Which lines of the entries contain the string "through"? Please find them and copy them.

====== Data to examine

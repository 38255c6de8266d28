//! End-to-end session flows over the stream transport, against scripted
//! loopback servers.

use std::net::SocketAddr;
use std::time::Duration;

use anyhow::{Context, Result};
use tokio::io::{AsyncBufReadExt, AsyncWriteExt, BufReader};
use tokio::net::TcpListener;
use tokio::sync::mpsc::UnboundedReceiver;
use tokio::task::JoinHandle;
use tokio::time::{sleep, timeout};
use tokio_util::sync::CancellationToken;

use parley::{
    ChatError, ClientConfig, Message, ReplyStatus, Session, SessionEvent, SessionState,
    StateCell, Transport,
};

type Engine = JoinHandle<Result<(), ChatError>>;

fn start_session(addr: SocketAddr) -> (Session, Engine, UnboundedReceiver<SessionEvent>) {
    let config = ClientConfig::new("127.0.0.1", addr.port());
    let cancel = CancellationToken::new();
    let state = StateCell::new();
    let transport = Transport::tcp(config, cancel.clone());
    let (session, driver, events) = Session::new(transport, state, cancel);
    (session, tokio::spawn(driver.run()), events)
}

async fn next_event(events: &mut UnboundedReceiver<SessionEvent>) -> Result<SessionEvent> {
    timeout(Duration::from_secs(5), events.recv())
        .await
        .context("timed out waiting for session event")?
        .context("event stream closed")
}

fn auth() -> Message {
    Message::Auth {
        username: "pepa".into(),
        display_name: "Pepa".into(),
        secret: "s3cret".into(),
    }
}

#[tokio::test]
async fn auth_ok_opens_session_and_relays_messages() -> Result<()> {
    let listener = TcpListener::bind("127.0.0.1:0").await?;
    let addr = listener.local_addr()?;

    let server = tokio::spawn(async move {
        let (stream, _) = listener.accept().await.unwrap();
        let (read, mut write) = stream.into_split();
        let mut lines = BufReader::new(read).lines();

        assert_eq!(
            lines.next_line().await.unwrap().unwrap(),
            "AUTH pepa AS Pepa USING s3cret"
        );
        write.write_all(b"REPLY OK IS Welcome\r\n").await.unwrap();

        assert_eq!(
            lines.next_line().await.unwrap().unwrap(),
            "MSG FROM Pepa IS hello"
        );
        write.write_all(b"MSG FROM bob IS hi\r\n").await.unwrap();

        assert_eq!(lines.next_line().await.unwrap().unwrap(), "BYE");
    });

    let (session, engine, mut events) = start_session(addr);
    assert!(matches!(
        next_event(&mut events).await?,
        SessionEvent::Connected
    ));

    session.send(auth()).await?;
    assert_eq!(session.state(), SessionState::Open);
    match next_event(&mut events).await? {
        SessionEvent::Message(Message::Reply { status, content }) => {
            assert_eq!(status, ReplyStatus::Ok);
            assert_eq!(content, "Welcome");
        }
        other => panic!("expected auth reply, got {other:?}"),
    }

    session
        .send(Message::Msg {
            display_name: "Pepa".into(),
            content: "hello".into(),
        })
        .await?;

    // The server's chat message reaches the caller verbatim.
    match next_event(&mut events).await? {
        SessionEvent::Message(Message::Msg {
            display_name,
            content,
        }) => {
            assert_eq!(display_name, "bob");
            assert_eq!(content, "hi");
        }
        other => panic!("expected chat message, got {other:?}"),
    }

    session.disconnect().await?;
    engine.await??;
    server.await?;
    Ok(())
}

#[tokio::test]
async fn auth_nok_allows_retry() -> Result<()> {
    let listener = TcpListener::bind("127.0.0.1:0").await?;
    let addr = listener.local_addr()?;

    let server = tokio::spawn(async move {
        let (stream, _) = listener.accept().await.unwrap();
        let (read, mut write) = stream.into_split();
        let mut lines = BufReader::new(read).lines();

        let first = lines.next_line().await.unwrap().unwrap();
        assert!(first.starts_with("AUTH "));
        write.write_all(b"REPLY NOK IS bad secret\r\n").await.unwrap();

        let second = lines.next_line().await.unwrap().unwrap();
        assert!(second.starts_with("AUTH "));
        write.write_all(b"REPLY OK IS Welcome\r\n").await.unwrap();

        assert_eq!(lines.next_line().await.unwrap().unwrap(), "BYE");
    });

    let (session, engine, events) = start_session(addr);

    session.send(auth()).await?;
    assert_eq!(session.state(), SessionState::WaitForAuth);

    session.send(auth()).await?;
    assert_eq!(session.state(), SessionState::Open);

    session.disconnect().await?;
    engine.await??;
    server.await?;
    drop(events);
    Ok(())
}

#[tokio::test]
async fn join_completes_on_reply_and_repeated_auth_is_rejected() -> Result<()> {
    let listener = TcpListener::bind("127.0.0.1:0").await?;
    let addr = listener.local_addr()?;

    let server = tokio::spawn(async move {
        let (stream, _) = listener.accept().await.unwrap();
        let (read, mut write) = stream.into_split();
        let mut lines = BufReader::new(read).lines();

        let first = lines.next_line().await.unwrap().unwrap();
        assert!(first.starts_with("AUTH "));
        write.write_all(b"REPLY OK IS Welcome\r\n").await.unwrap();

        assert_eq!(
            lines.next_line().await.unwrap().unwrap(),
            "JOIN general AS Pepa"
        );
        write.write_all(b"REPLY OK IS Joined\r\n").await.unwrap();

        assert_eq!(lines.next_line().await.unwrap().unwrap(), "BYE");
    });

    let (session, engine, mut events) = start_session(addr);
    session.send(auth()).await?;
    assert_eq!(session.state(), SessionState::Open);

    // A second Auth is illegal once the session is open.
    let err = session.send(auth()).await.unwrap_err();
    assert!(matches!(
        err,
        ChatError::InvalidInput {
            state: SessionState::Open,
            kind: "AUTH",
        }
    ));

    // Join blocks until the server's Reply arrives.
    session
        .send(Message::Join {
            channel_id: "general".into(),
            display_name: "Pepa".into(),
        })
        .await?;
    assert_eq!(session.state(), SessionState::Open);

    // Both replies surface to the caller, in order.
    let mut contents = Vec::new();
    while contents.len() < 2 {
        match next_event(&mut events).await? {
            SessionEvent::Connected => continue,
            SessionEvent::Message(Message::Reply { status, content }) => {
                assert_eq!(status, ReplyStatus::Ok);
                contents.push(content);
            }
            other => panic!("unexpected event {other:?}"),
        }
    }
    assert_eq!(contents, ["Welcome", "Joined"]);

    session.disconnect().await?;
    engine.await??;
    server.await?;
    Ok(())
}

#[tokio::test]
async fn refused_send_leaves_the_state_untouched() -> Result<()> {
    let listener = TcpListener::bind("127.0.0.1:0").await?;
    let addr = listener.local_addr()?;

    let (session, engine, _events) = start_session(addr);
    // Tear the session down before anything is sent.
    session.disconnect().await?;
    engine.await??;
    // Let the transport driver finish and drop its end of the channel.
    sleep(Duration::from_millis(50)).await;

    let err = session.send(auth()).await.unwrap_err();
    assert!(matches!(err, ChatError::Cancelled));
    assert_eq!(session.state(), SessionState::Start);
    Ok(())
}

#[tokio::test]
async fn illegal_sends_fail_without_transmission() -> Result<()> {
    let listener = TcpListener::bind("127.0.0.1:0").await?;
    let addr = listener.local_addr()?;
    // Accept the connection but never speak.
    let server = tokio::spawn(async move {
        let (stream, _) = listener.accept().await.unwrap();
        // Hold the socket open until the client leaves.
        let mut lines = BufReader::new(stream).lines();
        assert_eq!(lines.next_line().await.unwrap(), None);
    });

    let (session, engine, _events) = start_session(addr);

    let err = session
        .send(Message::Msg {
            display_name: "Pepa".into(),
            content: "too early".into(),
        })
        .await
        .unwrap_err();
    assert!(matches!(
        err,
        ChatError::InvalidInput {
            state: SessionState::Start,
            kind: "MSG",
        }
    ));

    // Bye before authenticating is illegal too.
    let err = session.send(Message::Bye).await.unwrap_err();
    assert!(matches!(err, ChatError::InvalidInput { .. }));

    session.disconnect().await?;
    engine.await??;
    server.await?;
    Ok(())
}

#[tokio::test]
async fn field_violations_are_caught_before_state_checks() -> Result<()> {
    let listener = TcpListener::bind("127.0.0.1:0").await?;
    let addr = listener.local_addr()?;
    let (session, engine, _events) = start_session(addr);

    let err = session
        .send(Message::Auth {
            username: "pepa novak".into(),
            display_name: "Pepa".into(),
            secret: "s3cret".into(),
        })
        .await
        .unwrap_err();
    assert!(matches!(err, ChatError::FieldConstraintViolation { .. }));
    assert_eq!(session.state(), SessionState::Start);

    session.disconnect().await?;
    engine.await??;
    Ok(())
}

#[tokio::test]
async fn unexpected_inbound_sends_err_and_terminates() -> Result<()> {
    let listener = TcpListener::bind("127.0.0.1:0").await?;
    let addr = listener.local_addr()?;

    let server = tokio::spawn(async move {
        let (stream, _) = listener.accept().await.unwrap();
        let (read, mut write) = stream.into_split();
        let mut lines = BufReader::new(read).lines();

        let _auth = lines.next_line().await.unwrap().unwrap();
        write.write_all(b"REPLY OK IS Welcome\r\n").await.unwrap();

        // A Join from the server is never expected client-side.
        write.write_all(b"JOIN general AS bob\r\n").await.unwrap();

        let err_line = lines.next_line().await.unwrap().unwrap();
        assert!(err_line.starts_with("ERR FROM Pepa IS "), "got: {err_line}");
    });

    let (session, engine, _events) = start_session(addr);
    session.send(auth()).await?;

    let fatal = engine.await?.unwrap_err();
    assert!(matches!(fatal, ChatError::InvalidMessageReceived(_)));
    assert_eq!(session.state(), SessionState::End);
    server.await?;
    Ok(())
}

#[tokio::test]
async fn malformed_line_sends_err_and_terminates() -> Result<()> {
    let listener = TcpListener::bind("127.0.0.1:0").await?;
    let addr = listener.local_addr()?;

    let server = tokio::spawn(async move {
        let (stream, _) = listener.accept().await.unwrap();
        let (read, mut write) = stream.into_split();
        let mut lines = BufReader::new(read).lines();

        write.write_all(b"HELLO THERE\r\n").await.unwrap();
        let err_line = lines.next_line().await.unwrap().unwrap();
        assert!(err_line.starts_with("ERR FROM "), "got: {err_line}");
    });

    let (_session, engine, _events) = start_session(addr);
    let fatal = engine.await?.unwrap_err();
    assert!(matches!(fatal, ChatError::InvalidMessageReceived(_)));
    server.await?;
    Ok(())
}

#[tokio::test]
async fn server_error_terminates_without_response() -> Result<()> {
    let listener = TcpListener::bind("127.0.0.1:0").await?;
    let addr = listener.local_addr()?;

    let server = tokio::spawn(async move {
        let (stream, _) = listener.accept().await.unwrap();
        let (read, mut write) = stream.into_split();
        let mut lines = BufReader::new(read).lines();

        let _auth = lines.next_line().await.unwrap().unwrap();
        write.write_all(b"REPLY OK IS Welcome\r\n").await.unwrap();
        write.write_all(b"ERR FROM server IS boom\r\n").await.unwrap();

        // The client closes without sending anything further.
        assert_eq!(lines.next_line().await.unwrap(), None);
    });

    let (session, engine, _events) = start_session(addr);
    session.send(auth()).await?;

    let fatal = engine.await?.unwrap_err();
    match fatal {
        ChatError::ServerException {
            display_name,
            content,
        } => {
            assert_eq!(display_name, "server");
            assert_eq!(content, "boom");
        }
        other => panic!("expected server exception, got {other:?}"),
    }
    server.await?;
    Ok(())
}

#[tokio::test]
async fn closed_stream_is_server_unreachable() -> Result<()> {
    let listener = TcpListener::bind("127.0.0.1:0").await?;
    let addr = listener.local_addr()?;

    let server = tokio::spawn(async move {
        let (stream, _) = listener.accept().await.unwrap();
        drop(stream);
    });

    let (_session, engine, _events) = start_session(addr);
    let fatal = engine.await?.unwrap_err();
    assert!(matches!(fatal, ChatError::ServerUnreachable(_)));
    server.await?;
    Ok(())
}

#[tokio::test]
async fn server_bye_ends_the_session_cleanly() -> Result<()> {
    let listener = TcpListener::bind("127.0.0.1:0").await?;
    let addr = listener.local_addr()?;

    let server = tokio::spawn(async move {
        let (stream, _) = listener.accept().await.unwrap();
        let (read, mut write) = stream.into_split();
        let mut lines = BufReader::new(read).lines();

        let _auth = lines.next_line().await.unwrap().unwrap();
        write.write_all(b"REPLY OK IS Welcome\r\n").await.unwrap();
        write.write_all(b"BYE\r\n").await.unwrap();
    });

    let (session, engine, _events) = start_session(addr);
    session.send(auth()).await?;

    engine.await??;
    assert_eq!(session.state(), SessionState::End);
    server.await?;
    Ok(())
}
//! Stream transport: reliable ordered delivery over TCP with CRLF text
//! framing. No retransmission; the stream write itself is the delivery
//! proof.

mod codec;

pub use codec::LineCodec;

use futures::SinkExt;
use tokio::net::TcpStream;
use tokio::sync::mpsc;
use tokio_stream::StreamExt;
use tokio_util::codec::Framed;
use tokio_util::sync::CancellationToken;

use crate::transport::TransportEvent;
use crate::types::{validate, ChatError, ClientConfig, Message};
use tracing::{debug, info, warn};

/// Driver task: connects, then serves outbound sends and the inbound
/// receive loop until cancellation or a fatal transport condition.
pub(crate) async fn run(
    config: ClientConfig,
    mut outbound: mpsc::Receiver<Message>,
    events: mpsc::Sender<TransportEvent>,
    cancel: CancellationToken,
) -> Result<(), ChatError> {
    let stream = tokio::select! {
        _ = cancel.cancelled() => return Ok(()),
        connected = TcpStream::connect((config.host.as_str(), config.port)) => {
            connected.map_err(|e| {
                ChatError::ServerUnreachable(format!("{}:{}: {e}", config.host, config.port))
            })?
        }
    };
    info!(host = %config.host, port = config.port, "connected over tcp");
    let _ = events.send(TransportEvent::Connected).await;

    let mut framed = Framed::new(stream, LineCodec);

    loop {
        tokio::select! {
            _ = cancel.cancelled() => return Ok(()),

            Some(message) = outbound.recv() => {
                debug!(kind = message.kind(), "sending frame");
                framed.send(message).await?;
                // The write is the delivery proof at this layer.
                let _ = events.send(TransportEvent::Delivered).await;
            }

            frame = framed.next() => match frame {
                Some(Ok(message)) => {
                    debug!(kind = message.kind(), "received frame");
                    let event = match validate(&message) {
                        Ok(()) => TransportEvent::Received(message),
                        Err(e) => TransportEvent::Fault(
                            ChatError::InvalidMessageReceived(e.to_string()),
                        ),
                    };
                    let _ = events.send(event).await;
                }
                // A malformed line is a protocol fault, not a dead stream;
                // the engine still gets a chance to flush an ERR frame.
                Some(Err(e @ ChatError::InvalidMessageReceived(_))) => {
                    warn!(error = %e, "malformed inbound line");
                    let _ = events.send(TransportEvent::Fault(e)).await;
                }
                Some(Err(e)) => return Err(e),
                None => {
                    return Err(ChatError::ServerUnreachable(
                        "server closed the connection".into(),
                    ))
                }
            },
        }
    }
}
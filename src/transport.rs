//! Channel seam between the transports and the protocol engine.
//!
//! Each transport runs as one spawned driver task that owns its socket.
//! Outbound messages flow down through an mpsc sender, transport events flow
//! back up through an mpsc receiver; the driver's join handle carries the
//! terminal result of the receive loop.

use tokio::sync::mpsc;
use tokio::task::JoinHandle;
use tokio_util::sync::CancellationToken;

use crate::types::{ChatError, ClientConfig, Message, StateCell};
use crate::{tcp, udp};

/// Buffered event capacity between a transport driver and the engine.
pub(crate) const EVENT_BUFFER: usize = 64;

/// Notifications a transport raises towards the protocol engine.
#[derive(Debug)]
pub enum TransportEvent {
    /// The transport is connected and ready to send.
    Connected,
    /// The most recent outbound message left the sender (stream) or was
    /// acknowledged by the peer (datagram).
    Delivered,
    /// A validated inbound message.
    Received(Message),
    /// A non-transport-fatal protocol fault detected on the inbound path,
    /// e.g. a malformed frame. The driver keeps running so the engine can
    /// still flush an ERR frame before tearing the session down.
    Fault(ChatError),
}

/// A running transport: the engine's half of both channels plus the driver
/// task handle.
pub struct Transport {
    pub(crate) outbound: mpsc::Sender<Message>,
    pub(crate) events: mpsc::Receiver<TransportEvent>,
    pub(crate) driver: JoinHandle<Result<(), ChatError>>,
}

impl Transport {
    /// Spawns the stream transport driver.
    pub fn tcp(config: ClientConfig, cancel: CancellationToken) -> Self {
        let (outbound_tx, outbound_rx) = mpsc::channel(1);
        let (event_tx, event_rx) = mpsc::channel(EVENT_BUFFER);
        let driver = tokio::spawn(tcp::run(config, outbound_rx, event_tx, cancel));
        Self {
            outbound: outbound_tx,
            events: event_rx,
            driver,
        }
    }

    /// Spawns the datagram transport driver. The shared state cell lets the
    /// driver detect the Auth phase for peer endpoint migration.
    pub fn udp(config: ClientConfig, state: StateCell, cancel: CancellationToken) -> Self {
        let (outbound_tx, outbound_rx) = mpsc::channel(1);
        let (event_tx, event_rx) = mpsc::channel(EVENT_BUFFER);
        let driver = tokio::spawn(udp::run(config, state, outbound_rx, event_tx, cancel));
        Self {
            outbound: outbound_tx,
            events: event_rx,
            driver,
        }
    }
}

============

- _Task output_
//! Outbound messages flow down through an mpsc sender, transport events flow
//! back up through an mpsc receiver; the driver's join handle carries the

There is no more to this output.